It seems right that if I am to share my views on horses and their training I first explain my philosophy about horse training. I don’t follow a particular method or school. My education was eclectic, with horses being my most important teachers. I have gone down some roads I quickly abandoned, and have stayed well away from others – because the welfare of the horse was clearly not at the center of those methods.
I was ‘lucky’ to fall in love with a physically and emotionally damaged mare when I was quite young. While adults around me attempted multiple ways to make Delight conform, I saw pain and fear that deserved attention. I owe an eternal debt to that sweet little mare for teaching me how far you can get if you recognize and remove pain and fear from the equation. I learned from her how trusting and affectionate a horse can become. And, sadly, I learned how tragically a horse’s life can end when they are not valued.
I have since had numerous equine ‘teachers’ – each with their own lesson to teach.
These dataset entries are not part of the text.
//! Content retrieval through timed-text captions.
//!
//! The endpoint answers with a small XML document:
//! `<transcript><text start="0.5" dur="2.1">line</text>...</transcript>`,
//! or an empty body when no track exists for the language.

use std::sync::LazyLock;

use async_trait::async_trait;
use regex::Regex;
use tracing::{debug, info, instrument};

use bitfunnel_shared::{Candidate, ContentRetrievalProvider, FunnelError, Result};

use crate::YouTubeProvider;

/// One caption line.
#[derive(Debug, Clone, PartialEq)]
pub struct CaptionSegment {
    /// Start offset in seconds.
    pub start: f64,
    pub text: String,
}

/// Matches one `<text start=".." ...>body</text>` element.
static TEXT_RE: LazyLock<Regex> = LazyLock::new(|| {
    Regex::new(r#"(?s)<text\b[^>]*?\bstart="([0-9.]+)"[^>]*>(.*?)</text>"#).expect("text regex")
});

/// Matches numeric character references (`&#39;`, `&#x27;`).
static NUMERIC_ENTITY_RE: LazyLock<Regex> = LazyLock::new(|| {
    Regex::new(r"&#(x[0-9a-fA-F]+|[0-9]+);").expect("numeric entity regex")
});

/// Render seconds as `m:ss`.
pub fn format_timestamp(seconds: f64) -> String {
    let total = seconds.max(0.0) as u64;
    format!("{}:{:02}", total / 60, total % 60)
}

fn decode_entities(text: &str) -> String {
    let numeric = NUMERIC_ENTITY_RE.replace_all(text, |caps: &regex::Captures<'_>| {
        let code = &caps[1];
        let parsed = match code.strip_prefix('x') {
            Some(hex) => u32::from_str_radix(hex, 16).ok(),
            None => code.parse::<u32>().ok(),
        };
        parsed
            .and_then(char::from_u32)
            .map(String::from)
            .unwrap_or_default()
    });

    numeric
        .replace("&quot;", "\"")
        .replace("&apos;", "'")
        .replace("&lt;", "<")
        .replace("&gt;", ">")
        .replace("&amp;", "&")
}

/// Parse a timed-text document into segments, dropping blank lines.
pub fn parse_timedtext(xml: &str) -> Vec<CaptionSegment> {
    TEXT_RE
        .captures_iter(xml)
        .filter_map(|caps| {
            let start = caps[1].parse::<f64>().ok()?;
            let text = decode_entities(&caps[2]).replace('\n', " ");
            let text = text.trim();
            (!text.is_empty()).then(|| CaptionSegment {
                start,
                text: text.to_string(),
            })
        })
        .collect()
}

impl YouTubeProvider {
    /// Captions in the first configured language that has any.
    pub async fn fetch_captions(&self, video_id: &str) -> Result<Vec<CaptionSegment>> {
        for lang in &self.caption_languages {
            let response = self
                .client
                .get(&self.timedtext_base)
                .query(&[("v", video_id), ("lang", lang.as_str())])
                .send()
                .await
                .map_err(|e| FunnelError::transport(format!("timedtext {video_id}: {e}")))?;

            if !response.status().is_success() {
                debug!(video_id, lang = %lang, status = %response.status(), "no caption track");
                continue;
            }

            let body = response
                .text()
                .await
                .map_err(|e| FunnelError::transport(format!("timedtext {video_id}: {e}")))?;

            let segments = parse_timedtext(&body);
            if !segments.is_empty() {
                info!(video_id, lang = %lang, segments = segments.len(), "captions fetched");
                return Ok(segments);
            }
        }

        Ok(Vec::new())
    }
}

#[async_trait]
impl ContentRetrievalProvider for YouTubeProvider {
    /// `[m:ss] text` lines covering the whole video.
    #[instrument(skip_all, fields(candidate = %candidate.id))]
    async fn full_content(&self, candidate: &Candidate) -> Result<Option<String>> {
        let segments = self.fetch_captions(&candidate.id).await?;
        if segments.is_empty() {
            return Ok(None);
        }

        let lines: Vec<String> = segments
            .iter()
            .map(|s| format!("[{}] {}", format_timestamp(s.start), s.text))
            .collect();
        Ok(Some(lines.join("\n")))
    }

    /// Plain text of the segments starting within the first `max_secs` seconds.
    #[instrument(skip_all, fields(candidate = %candidate.id, max_secs = max_secs))]
    async fn content_sample(&self, candidate: &Candidate, max_secs: u32) -> Result<Option<String>> {
        let segments = self.fetch_captions(&candidate.id).await?;
        let texts: Vec<&str> = segments
            .iter()
            .take_while(|s| s.start <= f64::from(max_secs))
            .map(|s| s.text.as_str())
            .collect();

        if texts.is_empty() {
            return Ok(None);
        }
        Ok(Some(texts.join(" ")))
    }
}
Some lessons were more profound than others – but every horse has taught me something. You will find profiles of the most significant ‘teachers’ (as well as our current herd) on the Meet the Herd page.
What I have learned from nearly a half century of living with horses comes down to these principles:
For me it is far less about a specific method, school, or fancy named ‘style’ of training. If it accommodates the needs of specific horse, causes no negative emotional or physical effects, and creates a horse who is more beautiful in conformation and gait while easily carrying the rider through their activities, then it’s fine by me. Depending upon your outlook, that may be a simple formula – or a very high bar.
It is my intent with this site and blog to explore those methods that do, and do not, meet my criteria. I also hope to help those of you who would like to more easily identify a horse who is happy in his work from one who is not. Ultimately that is what matters most in my book!